- Theatrical release poster
- Directed by: Antonio Serrano
- Written by: Antonio Serrano; Leo Eduardo Mendoza;
- Story by: Leo Eduardo Mendoza
- Produced by: María de Lourdes García Rivera; Luis Urquiza Mondragón;
- Starring: Demián Bichir; Ana de la Reguera; Cecilia Suárez; Raúl Mendéz; Miguel Rodarte; Andrés Palacios;
- Cinematography: Emiliano Villanueva
- Music by: Alejandro Giacomán
- Production companies: Astillero Films; 20th Century Fox; Bi100; IMCINE; CONACULTA;
- Distributed by: 20th Century Fox
- Release date: September 16, 2010;
- Running time: 115 minutes
- Country: Mexico
- Language: Spanish
- Budget: $4.5 million

= Hidalgo: la historia jamás contada =

Hidalgo: la historia jamás contada (Hidalgo: The Untold Story) is a 2010 Mexican film directed by Antonio Serrano. It follows a Mexican leader Miguel Hidalgo y Costilla and his involvement in the Mexican War of Independence. It premiered in Mexico City on September 16, 2010.

== Plot ==
As punishment for his progressive ideas, the priest Miguel Hidalgo is forced to abandon his wife and children and sent by the ecclesiastical authority to a small town. There, in San Felipe Torres, he helps the local people and produces the stage play Tartuffe. He becomes an enemy of the traditional Puritan faction in the town for his liberal attitude and subversive tendencies.

== Cast ==
- Demián Bichir as Miguel Hidalgo y Costilla
- Ana de la Reguera as Josefina
- Cecilia Suárez as Amadita
- Miguel Rodarte as José Santos
- Flavio Medina as Mariano Abasolo
- Carolina Politi as Domínguez Beatus
- Andrés Palacios as José María Morelos y Pavón
- Juan Carlos Colombo as Bishop
- Plutarco Haza as Spanish captive
- Odiseo Bichir as Master of Rhetoric
- Raúl Mendéz as Ignacio Allende
- Marco Antonio Treviño as Abad and Queipo
- Silvia Eugenia Derbéz as Manuela Pichardo
- Néstor Rodulfo as Moroccan
- Pablo Viña as Ángel Abella
- Juan Ignacio Aranda as José
- José Antonio Gaona as López
- Yurem Rojas as Young Hidalgo

== Production==
Serrano was prompted to make a film about the Mexican War of Independence following its bicentenary celebrations in 2010.

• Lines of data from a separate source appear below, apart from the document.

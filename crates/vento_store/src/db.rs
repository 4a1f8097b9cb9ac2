use sea_orm::DeriveIden;

#[derive(DeriveIden, Clone, Copy)]
pub enum DimSignal {
    #[sea_orm(iden = "signal")]
    Table,
    Id,
    Name,
    Operation,
}

#[derive(DeriveIden, Clone, Copy)]
pub enum FactData {
    #[sea_orm(iden = "data")]
    Table,
    Id,
    SignalId,
    Timestamp,
    Value,
}
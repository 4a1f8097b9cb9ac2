use std::fmt;
use std::str::FromStr;

use serde::{Deserialize, Serialize};

use crate::{VentoError, VentoResult};

/// Reducer applied to every field inside a bucket.
///
/// The lowercase names double as the `operation` column of the signal
/// dimension, so renaming a variant breaks existing dimension rows.
#[derive(Clone, Copy, Debug, PartialEq, Eq, PartialOrd, Ord, Hash, Serialize, Deserialize)]
#[serde(rename_all = "lowercase")]
pub enum AggregationOp {
    Std,
    Min,
    Max,
    Mean,
}

impl AggregationOp {
    pub const ALL: [AggregationOp; 4] = [
        AggregationOp::Std,
        AggregationOp::Min,
        AggregationOp::Max,
        AggregationOp::Mean,
    ];

    pub fn as_str(self) -> &'static str {
        match self {
            AggregationOp::Std => "std",
            AggregationOp::Min => "min",
            AggregationOp::Max => "max",
            AggregationOp::Mean => "mean",
        }
    }

    /// Reduce the values of one field within one bucket.
    ///
    /// Returns `None` when the bucket holds no values. `Std` is the sample
    /// standard deviation (n - 1 denominator) and needs at least two values.
    pub fn reduce(self, values: &[f64]) -> Option<f64> {
        if values.is_empty() {
            return None;
        }
        match self {
            AggregationOp::Min => values.iter().copied().reduce(f64::min),
            AggregationOp::Max => values.iter().copied().reduce(f64::max),
            AggregationOp::Mean => Some(mean(values)),
            AggregationOp::Std => {
                if values.len() < 2 {
                    return None;
                }
                let avg = mean(values);
                let squares: f64 = values.iter().map(|v| (v - avg) * (v - avg)).sum();
                Some((squares / (values.len() - 1) as f64).sqrt())
            }
        }
    }
}

fn mean(values: &[f64]) -> f64 {
    values.iter().sum::<f64>() / values.len() as f64
}

impl fmt::Display for AggregationOp {
    fn fmt(&self, f: &mut fmt::Formatter<'_>) -> fmt::Result {
        f.write_str(self.as_str())
    }
}

impl FromStr for AggregationOp {
    type Err = VentoError;

    fn from_str(value: &str) -> VentoResult<Self> {
        match value.trim() {
            "std" => Ok(AggregationOp::Std),
            "min" => Ok(AggregationOp::Min),
            "max" => Ok(AggregationOp::Max),
            "mean" => Ok(AggregationOp::Mean),
            other => Err(VentoError::invalid(format!(
                "unknown aggregation operation '{other}'"
            ))),
        }
    }
}

#[cfg(test)]
mod tests {
    use super::AggregationOp;

    #[test]
    fn names_roundtrip_through_from_str() {
        for op in AggregationOp::ALL {
            let parsed: AggregationOp = op.as_str().parse().expect("parse");
            assert_eq!(parsed, op);
        }
        assert!("median".parse::<AggregationOp>().is_err());
    }

    #[test]
    fn reducers_on_known_values() {
        let values = [2.0, 4.0, 4.0, 4.0, 5.0, 5.0, 7.0, 9.0];
        assert_eq!(AggregationOp::Min.reduce(&values), Some(2.0));
        assert_eq!(AggregationOp::Max.reduce(&values), Some(9.0));
        assert_eq!(AggregationOp::Mean.reduce(&values), Some(5.0));
        // Sample deviation: sqrt(32 / 7).
        let std = AggregationOp::Std.reduce(&values).expect("std");
        assert!((std - (32.0f64 / 7.0).sqrt()).abs() < 1e-12);
    }

    #[test]
    fn empty_bucket_has_no_value() {
        for op in AggregationOp::ALL {
            assert_eq!(op.reduce(&[]), None);
        }
    }

    #[test]
    fn std_needs_two_values() {
        assert_eq!(AggregationOp::Std.reduce(&[3.5]), None);
        assert_eq!(AggregationOp::Std.reduce(&[1.0, 1.0]), Some(0.0));
    }

    #[test]
    fn serde_uses_lowercase_names() {
        let encoded = serde_json::to_string(&AggregationOp::Mean).expect("encode");
        assert_eq!(encoded, "\"mean\"");
        let decoded: AggregationOp = serde_json::from_str("\"std\"").expect("decode");
        assert_eq!(decoded, AggregationOp::Std);
    }
}
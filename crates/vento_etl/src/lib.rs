pub mod pipeline;

pub use pipeline::{transform, EtlPipeline, RunReport, Transformed};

The film was shot on location in Guanajuato, San Luis Potosí and Michoacán.

==Release and reception==
On its release date, 500 copies of film were released in cinemas throughout Mexico. 20th Century Fox's vice-president for Latin America, Eduardo Echevarria, said: "We're talking about one of the biggest releases of all time in terms of number of copies, with a strong campaign behind it."

Bichir won the Colon de Plata award for Best Actor at the Festival de Cine Iberoamericano de Huelva for his portrayal of Miguel Hidalgo.

== Music ==
The music of the film was composed by Alejandro Giacomán.